Jakarta, Beritasatu.com – PT Pegadaian mencatatkan kinerja positif pada semester I 2024 dengan mencatatkan laba bersih sebesar Rp 2,9 triliun. Capaian tersebut meningkat 37,9 persen dibandingkan periode yang sama tahun 2023 yang mencapai Rp 2,1 triliun.
Read More : Tiga Tahun Holding Ultra Mikro, BRI Group Layani 176 Juta Nasabah Simpanan dan 36,1 Juta Debitur
Keuntungan tersebut didorong oleh pendapatan operasional perseroan yang juga meningkat sebesar 35,86 persen year-on-year (yoY) dari Rp11,83 triliun per 30 Juni 2023 menjadi Rp16,08 triliun per Juni 2024. Sedangkan aset Bejadayan tercatat sebesar Rp93,6 triliun pada kuartal 2024, meningkat 13,3 persen dari Desember 2023 sebesar Rp82,6 triliun.
“Alhamdulillah Pegadaian berhasil meraih kinerja positif di pertengahan tahun 2024, tentunya berkat kerja keras dan kegigihan seluruh insan Pegadaian yang diberikan kepada perusahaan, serta pelayanan prima kepada seluruh pelanggan. sebagai dukungan Holdings Ultra Mikro BRI dan PNM,” kata Presiden Direktur PT Pegadaian Damar Latri Setiawan, “Kami juga mengucapkan terima kasih kepada seluruh sahabat (nasabah) Pegadaian atas kepercayaannya dalam menggunakan seluruh produk dan layanan Pegadaian.
Kinerja perseroan juga didorong oleh peningkatan basis pelanggan Pegadaian sebesar 9,14 persen dari 22,8 juta orang pada Juni 2023 menjadi 24,9 juta orang pada Juni 2024.
Outstanding pinjaman juga meningkat sebesar 22,5 persen dari Rp62,9 triliun pada Juni 2023 menjadi Rp77 triliun pada Juni 2024. Sedangkan Non Performing Loan (NPL) berhasil diturunkan menjadi 1,01 persen dari Rp1,55 per seratus pada tahun sebelumnya.

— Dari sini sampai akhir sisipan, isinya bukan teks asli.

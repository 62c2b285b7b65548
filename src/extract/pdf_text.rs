//! Invoice date extraction from PDF text
//!
//! The date search mirrors the layouts seen on real invoices: a day-first
//! numeric date or an ISO-style year-first one, with `.`, `/`, or `-`
//! separators.

use std::panic::{AssertUnwindSafe, catch_unwind};
use std::path::Path;

use log::{debug, warn};
use once_cell::sync::Lazy;
use regex::Regex;

/// Matches DD.MM.YYYY, DD/MM/YYYY, and DD-MM-YYYY dates
static DAY_FIRST_RE: Lazy<Regex> = Lazy::new(|| {
    Regex::new(r"(\d{1,2})[./\-](\d{1,2})[./\-](20\d{2})")
        .expect("Failed to compile day-first date regex")
});

/// Matches YYYY.MM.DD, YYYY/MM/DD, and YYYY-MM-DD dates
static YEAR_FIRST_RE: Lazy<Regex> = Lazy::new(|| {
    Regex::new(r"(20\d{2})[./\-](\d{1,2})[./\-](\d{1,2})")
        .expect("Failed to compile year-first date regex")
});

/// Extracts the invoice date (year, month) from a PDF's text
///
/// Returns `None` when the document cannot be read, text extraction fails,
/// or no valid date appears in the text. Failures are logged and never
/// propagate; a skipped candidate must not abort the batch.
///
/// # Arguments
/// * `path` - The path to the PDF file
pub fn extract_invoice_date(path: &Path) -> Option<(i32, u32)> {
    let bytes = match std::fs::read(path) {
        Ok(bytes) => bytes,
        Err(e) => {
            warn!("Error reading {}: {e}", path.display());
            return None;
        }
    };

    // pdf-extract (via its font handling) can panic on malformed documents,
    // so the call is isolated behind catch_unwind.
    let text = match catch_unwind(AssertUnwindSafe(|| pdf_extract::extract_text_from_mem(&bytes)))
    {
        Ok(Ok(text)) => text,
        Ok(Err(e)) => {
            warn!("Error reading {}: {e}", path.display());
            return None;
        }
        Err(_) => {
            warn!(
                "Error reading {}: text extraction panicked on a malformed document",
                path.display()
            );
            return None;
        }
    };

    debug!(
        "Extracted {} characters of text from {}",
        text.len(),
        path.display()
    );

    find_invoice_date(&text)
}

/// Finds the first plausible invoice date in a block of text
///
/// Day-first dates take priority over year-first ones; within a pattern the
/// first occurrence wins. A pattern whose first occurrence has an impossible
/// month does not disqualify the later patterns.
///
/// # Arguments
/// * `text` - The text to search
///
/// # Returns
/// * `Option<(i32, u32)>` - The year and month of the first valid date found
pub fn find_invoice_date(text: &str) -> Option<(i32, u32)> {
    if let Some(captures) = DAY_FIRST_RE.captures(text) {
        let year: i32 = captures[3].parse().ok()?;
        let month: u32 = captures[2].parse().ok()?;
        if (1..=12).contains(&month) {
            return Some((year, month));
        }
    }

    if let Some(captures) = YEAR_FIRST_RE.captures(text) {
        let year: i32 = captures[1].parse().ok()?;
        let month: u32 = captures[2].parse().ok()?;
        if (1..=12).contains(&month) {
            return Some((year, month));
        }
    }

    None
}

#[cfg(test)]
mod tests {
    use super::*;

    #[test]
    fn test_find_day_first_date() {
        let text = "Invoice\nDate: 15.03.2024\nAmount due: 120,00";
        assert_eq!(find_invoice_date(text), Some((2024, 3)));

        // Slash and hyphen separators work the same way
        assert_eq!(find_invoice_date("issued 01/12/2023"), Some((2023, 12)));
        assert_eq!(find_invoice_date("issued 7-4-2022"), Some((2022, 4)));
    }

    #[test]
    fn test_find_year_first_date() {
        let text = "Rechnungsdatum 2024.03.15";
        assert_eq!(find_invoice_date(text), Some((2024, 3)));
    }

    #[test]
    fn test_day_first_takes_priority() {
        // Both formats present: the day-first pattern wins regardless of position
        let text = "period 2023.01.01 paid 15.06.2024";
        assert_eq!(find_invoice_date(text), Some((2024, 6)));
    }

    #[test]
    fn test_invalid_month_falls_through_to_next_pattern() {
        // 13 is not a month, so the day-first candidate is discarded and the
        // year-first one is used instead
        let text = "ref 01.13.2024 issued 2024.05.02";
        assert_eq!(find_invoice_date(text), Some((2024, 5)));
    }

    #[test]
    fn test_no_date_found() {
        assert_eq!(find_invoice_date("no dates here"), None);
        assert_eq!(find_invoice_date(""), None);

        // Years outside 20xx are not invoice dates
        assert_eq!(find_invoice_date("15.03.1998"), None);
    }

    #[test]
    fn test_extract_invoice_date_unreadable_file() {
        let temp_dir = tempfile::tempdir().expect("Failed to create temp directory");
        let path = temp_dir.path().join("broken.pdf");
        std::fs::write(&path, "not a pdf").unwrap();

        assert_eq!(extract_invoice_date(&path), None);
    }

    #[test]
    fn test_extract_invoice_date_missing_file() {
        let path = Path::new("/definitely/missing/file.pdf");
        assert_eq!(extract_invoice_date(path), None);
    }
}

Kehadiran Pegadaian, PNM dan BRI sebagai induk Holding Ultra Mikro (UMi Holding) membawa angin segar bagi perekonomian Indonesia khususnya UKM. Tercatat pada tahun 2023, jumlah UKM yang tidak dapat mengakses sumber pembiayaan formal mengalami penurunan signifikan menjadi 17 persen dari total UKM, yang sebelumnya mencapai 66,7 persen pada tahun 2021.
Read More : Hari Kartini: Wali Kota Kediri dan Wanita Berkebaya Konvoi Vespa
Sejalan dengan pencapaian tersebut, Pegadaian berkomitmen untuk terus memberikan produk dan layanan terbaik kepada masyarakat serta memberikan kinerja terbaik. Tidak hanya di industri pegadaian dan pembiayaan UKM, Pegadaian kini mulai melebarkan sayapnya dalam pengembangan ekosistem emas untuk mewujudkan visi perusahaan dan mendukung pemerintah dalam mencapai Indonesia Emas 2025.
“Kami berharap Bejadayan dapat memenuhi kebutuhan masyarakat tidak hanya pada pegadaian tetapi juga produk pembiayaan dan investasi. Bejadayan sebagai market leader di industri pegadaian tentunya kami berupaya untuk berbenah, mengembangkan usaha dan melakukan digitalisasi agar visi tersebut dapat terwujud. “Perusahaan ini telah diakui sebagai perusahaan keuangan paling berharga di Indonesia dan agen inklusi keuangan pilihan utama masyarakat.”